In 1910 Popović began to work as a lawyer based in Zagreb, and remained there until the Second World War. During the First World War he was a deputy in the Croatian Parliament at Zagreb and was also appointed as one of Croatia's forty delegates in the Hungarian-Croatian House of Representatives in Budapest. He was well-connected in Hungarian political circles, but at the outbreak of the war in 1914, he was arrested for political reasons, to take him out of public life and weaken the Croat-Serb coalition. However, he was able to rely on his parliamentary immunity.

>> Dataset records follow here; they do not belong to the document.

//! Configuration Module
//!
//! Handles loading and managing server configuration from environment variables.

use std::env;
use std::path::PathBuf;
use std::str::FromStr;
use std::time::Duration;

use crate::service::{CacheSettings, ReadStrategy};

/// Server configuration parameters.
///
/// All values can be configured via environment variables with sensible defaults.
#[derive(Debug, Clone)]
pub struct Config {
    /// HTTP server port
    pub server_port: u16,
    /// Read algorithm used for every shop lookup
    pub read_strategy: ReadStrategy,
    /// TTL in seconds of a cached shop
    pub cache_ttl: u64,
    /// TTL in seconds of a null marker
    pub null_ttl: u64,
    /// TTL in seconds of a rebuild lock
    pub lock_ttl: u64,
    /// Logical expiry in seconds for preloaded entries
    pub logical_ttl: u64,
    /// Milliseconds between mutex-strategy retries
    pub retry_delay_ms: u64,
    /// Retries before a mutex-strategy read gives up
    pub max_lock_retries: u32,
    /// Rebuild worker count
    pub rebuild_workers: usize,
    /// Pending rebuild jobs allowed before new ones are dropped
    pub rebuild_queue_capacity: usize,
    /// Background cleanup task interval in seconds
    pub cleanup_interval: u64,
    /// JSON file seeding the in-memory primary store
    pub shop_data_file: PathBuf,
    /// Preload every shop into the cache at startup
    pub warm_on_startup: bool,
    /// Redis connection URL; in-memory cache when unset
    pub redis_url: Option<String>,
}

/// Parses `name` from the environment, falling back to `default` when unset or invalid.
fn env_or<T: FromStr>(name: &str, default: T) -> T {
    env::var(name)
        .ok()
        .and_then(|v| v.trim().parse().ok())
        .unwrap_or(default)
}

impl Config {
    /// Creates a new Config by loading values from environment variables.
    ///
    /// # Environment Variables
    /// - `SERVER_PORT` - HTTP server port (default: 8081)
    /// - `READ_STRATEGY` - `pass_through`, `mutex` or `logical_expire` (default: mutex)
    /// - `CACHE_TTL_SECS` - Shop entry TTL (default: 1800)
    /// - `NULL_TTL_SECS` - Null marker TTL (default: 120)
    /// - `LOCK_TTL_SECS` - Rebuild lock TTL (default: 10)
    /// - `LOGICAL_TTL_SECS` - Logical expiry (default: 20)
    /// - `RETRY_DELAY_MS` - Lock retry wait (default: 50)
    /// - `MAX_LOCK_RETRIES` - Lock retry cap (default: 100)
    /// - `REBUILD_WORKERS` - Rebuild pool size (default: 10)
    /// - `REBUILD_QUEUE_CAPACITY` - Rebuild backlog (default: 128)
    /// - `CLEANUP_INTERVAL` - Cleanup frequency in seconds (default: 1)
    /// - `SHOP_DATA_FILE` - Seed file (default: data/shops.json)
    /// - `WARM_ON_STARTUP` - Preload cache (default: true for logical_expire)
    /// - `REDIS_URL` - Redis cache URL (default: unset)
    pub fn from_env() -> Self {
        let defaults = Self::default();
        let read_strategy = env_or("READ_STRATEGY", defaults.read_strategy);

        Self {
            server_port: env_or("SERVER_PORT", defaults.server_port),
            read_strategy,
            cache_ttl: env_or("CACHE_TTL_SECS", defaults.cache_ttl),
            null_ttl: env_or("NULL_TTL_SECS", defaults.null_ttl),
            lock_ttl: env_or("LOCK_TTL_SECS", defaults.lock_ttl),
            logical_ttl: env_or("LOGICAL_TTL_SECS", defaults.logical_ttl),
            retry_delay_ms: env_or("RETRY_DELAY_MS", defaults.retry_delay_ms),
            max_lock_retries: env_or("MAX_LOCK_RETRIES", defaults.max_lock_retries),
            rebuild_workers: env_or("REBUILD_WORKERS", defaults.rebuild_workers),
            rebuild_queue_capacity: env_or(
                "REBUILD_QUEUE_CAPACITY",
                defaults.rebuild_queue_capacity,
            ),
            cleanup_interval: env_or("CLEANUP_INTERVAL", defaults.cleanup_interval),
            shop_data_file: env::var("SHOP_DATA_FILE")
                .map(PathBuf::from)
                .unwrap_or(defaults.shop_data_file),
            warm_on_startup: env_or(
                "WARM_ON_STARTUP",
                read_strategy == ReadStrategy::LogicalExpire,
            ),
            redis_url: env::var("REDIS_URL").ok().filter(|v| !v.trim().is_empty()),
        }
    }

    /// Engine settings derived from this configuration.
    pub fn cache_settings(&self) -> CacheSettings {
        CacheSettings {
            strategy: self.read_strategy,
            cache_ttl: Duration::from_secs(self.cache_ttl),
            null_ttl: Duration::from_secs(self.null_ttl),
            lock_ttl: Duration::from_secs(self.lock_ttl),
            logical_ttl: Duration::from_secs(self.logical_ttl),
            retry_delay: Duration::from_millis(self.retry_delay_ms),
            max_lock_retries: self.max_lock_retries,
            rebuild_workers: self.rebuild_workers,
            rebuild_queue_capacity: self.rebuild_queue_capacity,
        }
    }
}

impl Default for Config {
    fn default() -> Self {
        Self {
            server_port: 8081,
            read_strategy: ReadStrategy::Mutex,
            cache_ttl: 30 * 60,
            null_ttl: 2 * 60,
            lock_ttl: 10,
            logical_ttl: 20,
            retry_delay_ms: 50,
            max_lock_retries: 100,
            rebuild_workers: 10,
            rebuild_queue_capacity: 128,
            cleanup_interval: 1,
            shop_data_file: PathBuf::from("data/shops.json"),
            warm_on_startup: false,
            redis_url: None,
        }
    }
}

After the end of the First World War, Popović withdrew from the public life of the new state, the Kingdom of Serbs, Croats and Slovenes, and returned to private practice as a lawyer. He spent the last years of his life in Belgrade, exploring historical sources, especially the medieval Chronicle of the Priest of Duklja.

==Family==
Popović's parents were Stevan Popović (1839–1912) and Milica Bela Popović, formerly Nikolajević (born 1860), and he had three sisters, Ljubica, Desanka, and Milica. His paternal grandparents were Djordje Popović (1804–1860) and Daška Dafina Kacanska (1816–1889). His father and grandfather were both from Tovarnik.

Popović's sister Milica married Ivan Rikard Ivanović and was the mother of Vane Ivanović, a champion athlete and shipowner, of Daška McLean, and of a second son, Vladimir.